We were there for a four-day break. I cooked a simple dinner, trying to put as little pressure as possible on the kitchen. Fortunately, Tasmania has a thriving food scene. We started with half capsicums stuffed with cherry tomatoes of many colours, thyme sprigs and feta, roasted with local olive oil.
 
Next was the pièce de résistence, a whole Blue-Eye Trevalla pre-ordered from the local fishery. This went with creamy pink-eye potatoes and sauce vierge. Apart from the fish plates themselves, the hit of the night was the sauce. (See below.)
 
We finished with an extravagant Pavlova and huge, perfumed strawberries.  The evening was meant to be easy so I bought the Pavlova base.  (There I’ve said it!)  With tons of cream on top, deep red, sliced strawberries and passion-fruit pulp, no one could believe that I’d bought the base.  I should have kept quiet.
 
Sauce Vierge
There are many versions on the net (Jamie Oliver, Marco Pierre White, Gordon Ramsay, Michael Guérard, even the Irish Times) but this is what I did, because the herb garden held an embarrassment of riches. The sauce will turn fish, scallops, chicken, beef fillet, cauliflower, haloumi, anything into a masterpiece.
 
For eight people
(Quantities of ingredients are very “flexible”.  Chop, then measure.)
150 ml EV olive oil
3- 4 ripe tomatoes, in tiny dice (Keep juice & seeds)

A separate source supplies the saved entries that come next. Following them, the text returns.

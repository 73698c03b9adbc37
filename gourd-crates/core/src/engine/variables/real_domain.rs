use crate::basic_types::Interval;

/// Bound updates which move a real bound by less than `epsilon / RESOLUTION_DIVISOR` are
/// dropped; they are also the slack allowed when a new bound crosses the opposite one.
const RESOLUTION_DIVISOR: f64 = 100.0;

/// A real interval with a precision: the variable counts as instantiated once the interval is no
/// wider than `epsilon`.
#[derive(Clone, Copy, Debug)]
pub(crate) struct RealDomain {
    lower_bound: f64,
    upper_bound: f64,
    epsilon: f64,
}

impl RealDomain {
    pub(crate) fn new(lower_bound: f64, upper_bound: f64, epsilon: f64) -> Self {
        RealDomain {
            lower_bound,
            upper_bound,
            epsilon,
        }
    }

    pub(crate) fn lower_bound(&self) -> f64 {
        self.lower_bound
    }

    pub(crate) fn upper_bound(&self) -> f64 {
        self.upper_bound
    }

    pub(crate) fn epsilon(&self) -> f64 {
        self.epsilon
    }

    pub(crate) fn resolution(&self) -> f64 {
        self.epsilon / RESOLUTION_DIVISOR
    }

    pub(crate) fn bounds(&self) -> Interval {
        Interval::new(self.lower_bound, self.upper_bound)
    }

    pub(crate) fn is_instantiated(&self) -> bool {
        self.upper_bound - self.lower_bound <= self.epsilon
    }

    pub(crate) fn set_bounds(&mut self, lower_bound: f64, upper_bound: f64) {
        self.lower_bound = lower_bound;
        self.upper_bound = upper_bound;
    }
}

1/3 cup finely chopped shallots or red onion
2 tbsp rinsed small capers
½ cup chopped herbs
(I used tarragon, marjoram, chives.  I could have also used basil or parsley – all together or singly.)
 
Mix all together and check if you’d like seasoning – salt or even a splash of sweet vinegar (I won’t call it balsamic) or brown sugar (depending on the tomatoes). It will sit patiently until you need it.
 
The fish service is unmarked but probably French, 19thC. It is wonderfully vulgar with an acid green edge, pink orchid-like flowers and realist underwater scenes of different fish, seaweed and anemones.  The sauceboat is very OTT.  Very petit bourgeois. We all adored it and I’m sure the service was happy to have come out of seclusion for the evening.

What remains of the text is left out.